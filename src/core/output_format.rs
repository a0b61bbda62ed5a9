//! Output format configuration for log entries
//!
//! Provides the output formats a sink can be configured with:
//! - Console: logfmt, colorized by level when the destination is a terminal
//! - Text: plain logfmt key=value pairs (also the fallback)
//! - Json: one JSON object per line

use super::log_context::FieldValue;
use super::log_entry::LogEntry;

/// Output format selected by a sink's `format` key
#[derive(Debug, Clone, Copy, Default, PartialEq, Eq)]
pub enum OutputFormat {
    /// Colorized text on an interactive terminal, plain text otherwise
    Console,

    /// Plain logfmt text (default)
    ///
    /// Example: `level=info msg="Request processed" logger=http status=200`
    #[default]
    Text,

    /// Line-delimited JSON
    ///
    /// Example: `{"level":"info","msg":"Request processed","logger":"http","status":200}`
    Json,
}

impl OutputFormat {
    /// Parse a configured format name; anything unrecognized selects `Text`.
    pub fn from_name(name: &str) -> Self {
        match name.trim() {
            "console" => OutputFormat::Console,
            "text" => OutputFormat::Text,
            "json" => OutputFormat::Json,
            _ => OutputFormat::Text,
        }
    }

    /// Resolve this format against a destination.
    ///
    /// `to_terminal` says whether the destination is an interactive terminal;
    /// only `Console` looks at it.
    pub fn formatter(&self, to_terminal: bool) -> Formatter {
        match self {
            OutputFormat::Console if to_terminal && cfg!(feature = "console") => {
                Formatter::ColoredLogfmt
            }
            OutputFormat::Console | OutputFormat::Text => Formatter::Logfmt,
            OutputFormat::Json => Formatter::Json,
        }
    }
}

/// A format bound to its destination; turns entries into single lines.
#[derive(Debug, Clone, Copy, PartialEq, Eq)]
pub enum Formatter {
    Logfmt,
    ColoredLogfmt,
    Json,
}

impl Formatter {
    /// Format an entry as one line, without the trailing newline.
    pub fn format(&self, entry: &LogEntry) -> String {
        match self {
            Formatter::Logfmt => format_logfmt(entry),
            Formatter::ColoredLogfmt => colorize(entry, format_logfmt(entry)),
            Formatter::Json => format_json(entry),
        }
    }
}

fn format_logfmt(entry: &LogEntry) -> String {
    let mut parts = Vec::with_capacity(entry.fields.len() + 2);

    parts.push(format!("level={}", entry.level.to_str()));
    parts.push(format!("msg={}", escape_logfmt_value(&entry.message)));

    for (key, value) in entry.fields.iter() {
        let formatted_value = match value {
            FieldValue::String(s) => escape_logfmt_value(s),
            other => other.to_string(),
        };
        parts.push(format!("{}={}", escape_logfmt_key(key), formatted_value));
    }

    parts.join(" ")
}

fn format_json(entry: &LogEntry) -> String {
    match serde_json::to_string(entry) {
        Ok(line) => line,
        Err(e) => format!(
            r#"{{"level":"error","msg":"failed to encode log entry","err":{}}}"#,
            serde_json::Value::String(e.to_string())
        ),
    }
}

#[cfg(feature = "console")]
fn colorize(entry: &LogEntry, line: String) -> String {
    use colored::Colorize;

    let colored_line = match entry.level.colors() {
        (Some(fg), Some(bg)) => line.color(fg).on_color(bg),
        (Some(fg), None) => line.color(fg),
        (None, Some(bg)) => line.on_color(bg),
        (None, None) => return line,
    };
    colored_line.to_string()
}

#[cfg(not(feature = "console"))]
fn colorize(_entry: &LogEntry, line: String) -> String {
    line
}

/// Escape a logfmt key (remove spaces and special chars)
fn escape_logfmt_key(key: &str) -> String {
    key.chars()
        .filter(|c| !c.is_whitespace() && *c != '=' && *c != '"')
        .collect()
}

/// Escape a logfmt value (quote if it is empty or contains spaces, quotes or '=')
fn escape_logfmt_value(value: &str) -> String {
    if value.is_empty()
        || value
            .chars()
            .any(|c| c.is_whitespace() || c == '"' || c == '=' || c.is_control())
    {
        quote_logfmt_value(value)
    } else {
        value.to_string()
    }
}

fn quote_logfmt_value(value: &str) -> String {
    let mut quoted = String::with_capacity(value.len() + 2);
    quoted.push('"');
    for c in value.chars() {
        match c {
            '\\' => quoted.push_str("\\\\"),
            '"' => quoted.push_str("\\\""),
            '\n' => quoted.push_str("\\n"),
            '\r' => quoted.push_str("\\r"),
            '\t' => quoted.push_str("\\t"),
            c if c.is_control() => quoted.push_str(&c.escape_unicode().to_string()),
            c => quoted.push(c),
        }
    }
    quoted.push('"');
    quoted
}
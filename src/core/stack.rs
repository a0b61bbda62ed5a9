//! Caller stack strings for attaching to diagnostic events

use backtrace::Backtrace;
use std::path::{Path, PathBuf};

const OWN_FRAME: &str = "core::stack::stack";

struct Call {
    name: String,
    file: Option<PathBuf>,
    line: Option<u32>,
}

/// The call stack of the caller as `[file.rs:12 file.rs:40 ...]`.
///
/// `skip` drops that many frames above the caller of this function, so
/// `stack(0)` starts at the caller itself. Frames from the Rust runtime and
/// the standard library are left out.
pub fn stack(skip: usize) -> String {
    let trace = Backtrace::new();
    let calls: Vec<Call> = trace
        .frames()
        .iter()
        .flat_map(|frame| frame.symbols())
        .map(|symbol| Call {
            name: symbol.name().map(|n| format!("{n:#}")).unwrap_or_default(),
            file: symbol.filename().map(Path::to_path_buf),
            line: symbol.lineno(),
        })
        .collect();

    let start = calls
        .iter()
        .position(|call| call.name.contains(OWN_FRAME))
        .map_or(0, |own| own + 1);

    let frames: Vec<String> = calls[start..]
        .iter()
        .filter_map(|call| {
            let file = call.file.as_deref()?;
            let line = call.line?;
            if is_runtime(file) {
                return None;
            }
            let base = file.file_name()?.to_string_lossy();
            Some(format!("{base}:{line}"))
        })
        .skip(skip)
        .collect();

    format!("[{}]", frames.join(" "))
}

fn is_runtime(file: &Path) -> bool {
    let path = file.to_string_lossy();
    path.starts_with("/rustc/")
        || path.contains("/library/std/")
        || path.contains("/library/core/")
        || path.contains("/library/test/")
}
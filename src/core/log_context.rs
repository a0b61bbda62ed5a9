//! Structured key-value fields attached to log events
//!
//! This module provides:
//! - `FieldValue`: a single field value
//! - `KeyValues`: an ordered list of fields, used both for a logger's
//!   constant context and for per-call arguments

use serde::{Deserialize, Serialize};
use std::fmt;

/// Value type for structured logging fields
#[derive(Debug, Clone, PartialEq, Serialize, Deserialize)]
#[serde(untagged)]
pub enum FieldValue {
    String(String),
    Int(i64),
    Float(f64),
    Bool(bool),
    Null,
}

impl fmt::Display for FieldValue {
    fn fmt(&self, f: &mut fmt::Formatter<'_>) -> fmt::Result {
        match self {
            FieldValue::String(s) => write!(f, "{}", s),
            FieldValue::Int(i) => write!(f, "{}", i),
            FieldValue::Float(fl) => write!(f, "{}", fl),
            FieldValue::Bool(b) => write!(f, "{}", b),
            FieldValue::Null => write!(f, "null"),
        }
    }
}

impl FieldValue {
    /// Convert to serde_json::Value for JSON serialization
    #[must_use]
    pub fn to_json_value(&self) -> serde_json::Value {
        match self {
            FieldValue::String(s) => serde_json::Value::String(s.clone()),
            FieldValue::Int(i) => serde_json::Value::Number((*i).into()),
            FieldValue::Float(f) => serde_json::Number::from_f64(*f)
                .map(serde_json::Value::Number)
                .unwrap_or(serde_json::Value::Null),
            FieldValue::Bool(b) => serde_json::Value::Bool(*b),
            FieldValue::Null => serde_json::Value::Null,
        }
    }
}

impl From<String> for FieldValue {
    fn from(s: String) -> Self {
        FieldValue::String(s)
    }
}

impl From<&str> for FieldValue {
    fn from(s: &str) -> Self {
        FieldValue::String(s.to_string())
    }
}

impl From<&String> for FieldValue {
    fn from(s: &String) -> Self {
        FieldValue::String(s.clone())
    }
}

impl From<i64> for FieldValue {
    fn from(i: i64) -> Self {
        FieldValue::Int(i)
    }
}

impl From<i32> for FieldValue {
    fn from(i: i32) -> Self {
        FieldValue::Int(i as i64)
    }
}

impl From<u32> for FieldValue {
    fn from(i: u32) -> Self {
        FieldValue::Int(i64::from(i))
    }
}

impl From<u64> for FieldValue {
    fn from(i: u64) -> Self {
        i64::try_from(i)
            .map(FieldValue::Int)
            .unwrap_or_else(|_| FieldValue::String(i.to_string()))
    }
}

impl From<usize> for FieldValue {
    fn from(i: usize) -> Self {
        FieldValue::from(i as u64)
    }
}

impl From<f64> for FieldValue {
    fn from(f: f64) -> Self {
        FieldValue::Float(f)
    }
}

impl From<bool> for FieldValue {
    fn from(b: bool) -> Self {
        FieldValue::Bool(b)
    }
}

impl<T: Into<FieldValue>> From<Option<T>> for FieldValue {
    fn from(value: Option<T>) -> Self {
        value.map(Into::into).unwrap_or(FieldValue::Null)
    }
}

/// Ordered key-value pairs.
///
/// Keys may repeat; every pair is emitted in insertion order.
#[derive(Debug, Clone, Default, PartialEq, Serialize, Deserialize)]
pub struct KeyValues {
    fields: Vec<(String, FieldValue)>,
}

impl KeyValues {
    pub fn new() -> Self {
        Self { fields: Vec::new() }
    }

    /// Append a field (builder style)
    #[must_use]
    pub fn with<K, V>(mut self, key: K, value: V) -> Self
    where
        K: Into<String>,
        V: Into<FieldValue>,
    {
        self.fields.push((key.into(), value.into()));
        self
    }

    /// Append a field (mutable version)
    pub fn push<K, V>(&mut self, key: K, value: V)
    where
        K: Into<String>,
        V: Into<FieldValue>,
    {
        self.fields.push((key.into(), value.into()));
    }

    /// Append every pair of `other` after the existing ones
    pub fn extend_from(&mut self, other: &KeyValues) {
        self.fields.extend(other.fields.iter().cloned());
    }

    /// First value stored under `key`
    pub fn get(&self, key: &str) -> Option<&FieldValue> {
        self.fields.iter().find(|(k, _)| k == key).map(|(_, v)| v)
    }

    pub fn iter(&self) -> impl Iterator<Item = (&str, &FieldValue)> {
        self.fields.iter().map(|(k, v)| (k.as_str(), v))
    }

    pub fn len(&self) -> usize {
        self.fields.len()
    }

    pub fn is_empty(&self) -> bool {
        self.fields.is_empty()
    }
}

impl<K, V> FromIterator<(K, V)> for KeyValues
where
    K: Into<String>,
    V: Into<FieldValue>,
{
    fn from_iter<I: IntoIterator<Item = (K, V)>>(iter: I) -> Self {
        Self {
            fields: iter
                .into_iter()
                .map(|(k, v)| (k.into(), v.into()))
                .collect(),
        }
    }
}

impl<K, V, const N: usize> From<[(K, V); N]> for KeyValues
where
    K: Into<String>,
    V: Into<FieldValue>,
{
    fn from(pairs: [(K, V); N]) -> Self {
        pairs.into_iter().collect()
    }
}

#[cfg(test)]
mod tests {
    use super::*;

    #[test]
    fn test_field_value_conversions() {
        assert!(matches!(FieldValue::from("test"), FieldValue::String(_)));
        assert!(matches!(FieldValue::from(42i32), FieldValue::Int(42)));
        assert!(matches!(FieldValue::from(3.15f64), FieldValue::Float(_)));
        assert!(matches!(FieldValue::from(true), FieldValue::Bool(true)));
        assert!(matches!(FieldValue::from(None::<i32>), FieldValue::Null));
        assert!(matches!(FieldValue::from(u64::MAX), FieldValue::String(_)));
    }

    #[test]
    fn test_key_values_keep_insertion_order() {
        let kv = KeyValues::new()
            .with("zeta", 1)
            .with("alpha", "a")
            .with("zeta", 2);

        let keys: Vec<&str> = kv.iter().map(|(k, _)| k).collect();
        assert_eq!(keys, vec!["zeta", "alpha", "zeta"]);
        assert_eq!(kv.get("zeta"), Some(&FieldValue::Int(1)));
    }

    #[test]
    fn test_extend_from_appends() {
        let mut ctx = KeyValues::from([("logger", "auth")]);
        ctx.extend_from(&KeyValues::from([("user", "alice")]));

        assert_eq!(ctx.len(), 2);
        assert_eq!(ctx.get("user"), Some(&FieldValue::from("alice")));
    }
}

•••••

* Assignment *
Only the number is wanted: how many lines in the material above contain the string "super"?

* Response area *
3